Par un jugement n° 1803245 du 10 février 2020, le tribunal administratif de Toulouse a condamné l'Etat à verser à Mme B... une somme de 5 000 euros en réparation de son préjudice moral, mis à la charge l'Etat une somme de 1 500 euros sur le fondement des dispositions de l'article L761-1 du code de justice administrative et rejeté le surplus des conclusions.

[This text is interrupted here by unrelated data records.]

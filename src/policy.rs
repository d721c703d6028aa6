use chrono::{DateTime, Utc};
use uuid::Uuid;

use crate::models::{Comment, Post};

/// Number of posts per feed page (home, category and profile feeds alike).
pub const FEED_PAGE_SIZE: usize = 10;

/// Viewer
///
/// The identity making the current request. Every policy decision is a pure
/// function of a viewer and already-fetched row data; the policy never reaches
/// into the store or the session itself.
#[derive(Debug, Clone, Copy, PartialEq, Eq)]
pub enum Viewer {
    Anonymous,
    User(Uuid),
}

impl Viewer {
    pub fn id(&self) -> Option<Uuid> {
        match self {
            Viewer::Anonymous => None,
            Viewer::User(id) => Some(*id),
        }
    }

    /// True iff this viewer is authenticated as exactly `user_id`.
    /// Comparison is on identifiers, never on whole records.
    pub fn is(&self, user_id: Uuid) -> bool {
        self.id() == Some(user_id)
    }
}

/// The general-audience visibility invariant: a post is visible to everyone
/// iff it is published, its publication instant has passed, and its category
/// (when it has one) is published too. Posts without a category only need the
/// first two conditions.
fn is_generally_visible(post: &Post, now: DateTime<Utc>) -> bool {
    post.is_published && post.pub_date <= now && post.category_is_published.unwrap_or(true)
}

/// Whether `post` may appear in a feed shown to `viewer`.
///
/// The author always sees their own posts, including unpublished, scheduled
/// and unpublished-category ones. Everyone else gets the general-audience
/// invariant.
pub fn can_list(post: &Post, viewer: &Viewer, now: DateTime<Utc>) -> bool {
    viewer.is(post.author_id) || is_generally_visible(post, now)
}

/// Whether `post` may be shown on its detail page to `viewer`.
///
/// Same predicate as [`can_list`]. Callers must translate a `false` into a
/// not-found response, never a forbidden one, so that unauthorized viewers
/// cannot probe for the existence of hidden or scheduled posts.
pub fn can_view_detail(post: &Post, viewer: &Viewer, now: DateTime<Utc>) -> bool {
    can_list(post, viewer, now)
}

/// Whether `viewer` may edit or delete `post`: authenticated and the author.
/// No role is special-cased; staff identities go through the same check.
pub fn can_mutate(post: &Post, viewer: &Viewer) -> bool {
    viewer.is(post.author_id)
}

/// Whether `viewer` may edit or delete `comment`: authenticated and its author.
pub fn can_mutate_comment(comment: &Comment, viewer: &Viewer) -> bool {
    viewer.is(comment.author_id)
}

/// Filters an ordered sequence of candidate posts down to the ones `viewer`
/// may see, preserving relative order.
///
/// `owner_context` anchors profile feeds: when the viewer *is* the profile
/// owner the sequence passes through unfiltered, so owners see all of their
/// own posts. For the home and category feeds pass `None`.
pub fn filter_feed(
    posts: Vec<Post>,
    viewer: &Viewer,
    owner_context: Option<Uuid>,
    now: DateTime<Utc>,
) -> Vec<Post> {
    if let Some(owner) = owner_context {
        if viewer.is(owner) {
            return posts;
        }
    }
    posts
        .into_iter()
        .filter(|post| can_list(post, viewer, now))
        .collect()
}

/// Sorts a feed by the defined key: descending publication instant, ties
/// broken by descending identifier. Deterministic for equal inputs.
///
/// Repository queries already order this way; the helper exists for callers
/// that assemble feeds from more than one query.
pub fn order_feed(posts: &mut [Post]) {
    posts.sort_by(|a, b| b.pub_date.cmp(&a.pub_date).then_with(|| b.id.cmp(&a.id)));
}

/// Number of pages an `len`-element sequence occupies. An empty sequence still
/// has one (empty) page, matching the clamping in [`paginate`].
pub fn page_count(len: usize, page_size: usize) -> usize {
    if page_size == 0 {
        return 1;
    }
    len.div_ceil(page_size).max(1)
}

/// Slices an already-filtered, already-ordered sequence into one fixed-size
/// page. Pages are 1-based; out-of-range page numbers clamp to the nearest
/// valid page instead of failing.
///
/// Filtering must always happen before pagination, never after, or a page
/// would come up short.
pub fn paginate<T>(items: &[T], page_size: usize, page_number: usize) -> &[T] {
    if page_size == 0 || items.is_empty() {
        return &[];
    }
    let page = page_number.clamp(1, page_count(items.len(), page_size));
    let start = (page - 1) * page_size;
    let end = (start + page_size).min(items.len());
    &items[start..end]
}

/// The page number [`paginate`] actually serves for a given request, after
/// clamping. Used to report the effective page in feed responses.
pub fn effective_page(len: usize, page_size: usize, page_number: usize) -> usize {
    page_number.clamp(1, page_count(len, page_size))
}
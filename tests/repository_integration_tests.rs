//! Repository tests against a live Postgres instance.
//!
//! These run against the database named by DATABASE_URL and are ignored by
//! default; run them with `cargo test -- --ignored` once the Dockerized
//! database is up. `serial_test` keeps them from interleaving writes.

use blogicum::models::{CreatePostRequest, User};
use blogicum::repository::{PostgresRepository, Repository};
use chrono::{Duration, Utc};
use serial_test::serial;
use sqlx::postgres::PgPoolOptions;
use uuid::Uuid;

async fn connect() -> PostgresRepository {
    dotenv::dotenv().ok();
    let db_url = std::env::var("DATABASE_URL").expect("DATABASE_URL required for these tests");
    let pool = PgPoolOptions::new()
        .max_connections(2)
        .connect(&db_url)
        .await
        .expect("Failed to connect to Postgres in tests");
    PostgresRepository::new(pool)
}

async fn seed_user(repo: &PostgresRepository) -> User {
    let suffix = Uuid::new_v4().simple().to_string();
    let user = User {
        id: Uuid::new_v4(),
        username: format!("tester_{suffix}"),
        email: format!("tester_{suffix}@example.com"),
        first_name: None,
        last_name: None,
        password_hash: "x".to_string(),
    };
    repo.create_user(user).await.expect("seed user")
}

fn post_request(title: &str, offset_days: i64) -> CreatePostRequest {
    CreatePostRequest {
        title: title.to_string(),
        text: "body".to_string(),
        pub_date: Utc::now() + Duration::days(offset_days),
        is_published: true,
        ..CreatePostRequest::default()
    }
}

#[tokio::test]
#[serial]
#[ignore = "requires a live Postgres database"]
async fn author_posts_come_back_newest_first() {
    let repo = connect().await;
    let author = seed_user(&repo).await;

    let older = repo
        .create_post(post_request("older", -2), author.id)
        .await
        .expect("create older");
    let newer = repo
        .create_post(post_request("newer", -1), author.id)
        .await
        .expect("create newer");

    let posts = repo.get_author_posts(author.id).await;
    let ids: Vec<Uuid> = posts.iter().map(|p| p.id).collect();
    let older_pos = ids.iter().position(|id| *id == older.id).unwrap();
    let newer_pos = ids.iter().position(|id| *id == newer.id).unwrap();
    assert!(newer_pos < older_pos);

    repo.delete_post(older.id, author.id).await;
    repo.delete_post(newer.id, author.id).await;
}

#[tokio::test]
#[serial]
#[ignore = "requires a live Postgres database"]
async fn delete_post_is_owner_scoped() {
    let repo = connect().await;
    let author = seed_user(&repo).await;
    let stranger = seed_user(&repo).await;

    let post = repo
        .create_post(post_request("mine", 0), author.id)
        .await
        .expect("create post");

    assert!(!repo.delete_post(post.id, stranger.id).await);
    assert!(repo.get_post(post.id).await.is_some());

    assert!(repo.delete_post(post.id, author.id).await);
    assert!(repo.get_post(post.id).await.is_none());
}

#[tokio::test]
#[serial]
#[ignore = "requires a live Postgres database"]
async fn deleting_a_post_cascades_to_its_comments() {
    let repo = connect().await;
    let author = seed_user(&repo).await;

    let post = repo
        .create_post(post_request("commented", 0), author.id)
        .await
        .expect("create post");
    let comment = repo
        .add_comment(post.id, author.id, "first!".to_string())
        .await
        .expect("add comment");

    assert!(repo.delete_post(post.id, author.id).await);
    assert!(repo.get_comment(comment.id).await.is_none());
}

Procédure devant la cour :
Par une requête enregistrée le 3 mars 2020, sous le n°20BX00777 au greffe de la cour administrative d'appel de Bordeaux, puis le 11 avril 2022 au greffe de la cour administrative d'appel de Toulouse sous le n°20TL20777, Mme A... B..., représenté par Me Amalric-Zermati, demande à la cour :
1°) de réformer le jugement rendu le 10 février 2020 par le tribunal administratif de Toulouse en ce qu'il a condamné l'administration à lui verser une indemnité insuffisante ;
2°) de condamner l'Etat à lui verser une indemnité de 50 000 euros en réparation de son préjudice moral et une indemnité de 9 463 euros en réparation de sa perte de salaire ;
3°) d'enjoindre à l'Etat de faire toute diligence pour mettre fin aux infractions commises à son encontre et prendre en charge les frais qu'elle devra exposer pour sa défense ;
4°) de mettre à la charge de l'Etat une somme de 3 500 euros en application de l'article L. 761-1 du code de justice administrative.
Elle soutient que :
- les premiers juges, qui ont retenu la responsabilité de l'administration, ont sous-évalué l'importance du préjudice qu'elle a subi en condamnant l'Etat à lui verser une somme modique ;
- le tribunal était compétent pour statuer sur la faute personnelle de sa supérieure hiérarchique non dépourvue de tout lien avec ses fonctions ;
- le tribunal était compétent pour enjoindre à l'administration de mettre fin aux comportements fautifs dont elle a été victime ;
- son état de santé s'est rapidement dégradé à la suite des agissements répétés de sa supérieure hiérarchique, laquelle a manifesté un comportement extrêmement agressif et inapproprié à son encontre qui ne s'inscrivait pas dans une relation saine de travail ; sa supérieure hiérarchique lui a confié certaines tâches sans rapport avec ses fonctions qui relevaient d'un niveau de responsabilité de la catégorie A et qui ont eu pour effet une surcharge de travail qu'il n'était pas possible d'exécuter ; elle s'immisçait de façon inappropriée et injustifiée dans sa vie privée ;
- ces agissements ont eu de graves répercussions sur sa santé et constituent une faute personnelle de sa supérieure hiérarchique directe, non dépourvue de lien avec le service ;
- l'administration a également commis une faute en manquant à l'obligation de protection telle que résultant de l'article 6 quinquies de la loi du 13 juillet 1983 ; elle n'a pas pris de sanction à l'encontre de sa supérieure hiérarchique alors que cet article prévoit la possibilité d'infliger une sanction disciplinaire à l'encontre de toute personne ayant accompli des actes de harcèlement moral et n'a pas instauré un périmètre de sécurité suffisant ; elle a fait part des agissements de sa supérieure hiérarchique directe à plusieurs reprises et a cherché plusieurs fois qu'une solution soit apportée à sa situation ; elle a également sollicité une délégation rectorale qui a été refusée ;
- la faute de service est aggravée dès lors que l'administration n'a pas jugé opportun de mettre en place les instances préventives en matière de risques psychosociaux comme le prévoit le décret n° 85-603 du 10 juin 1985 ;
- elle a informé le rectorat des agissements subis ;
- la somme allouée à titre d'indemnisation est sous-évaluée ; son état de santé est dû à la fois aux agissements de l'administration mais également au manque de soutien de sa hiérarchie et un management inadapté voire laxiste par rapport à la situation connue qu'elle subissait ;
- son préjudice financier correspond à un manque à gagner de 9 255,38 euros, des frais médicaux non pris en charge pour 1 595 euros ainsi que des frais kilométriques pour 3 836,56 euros.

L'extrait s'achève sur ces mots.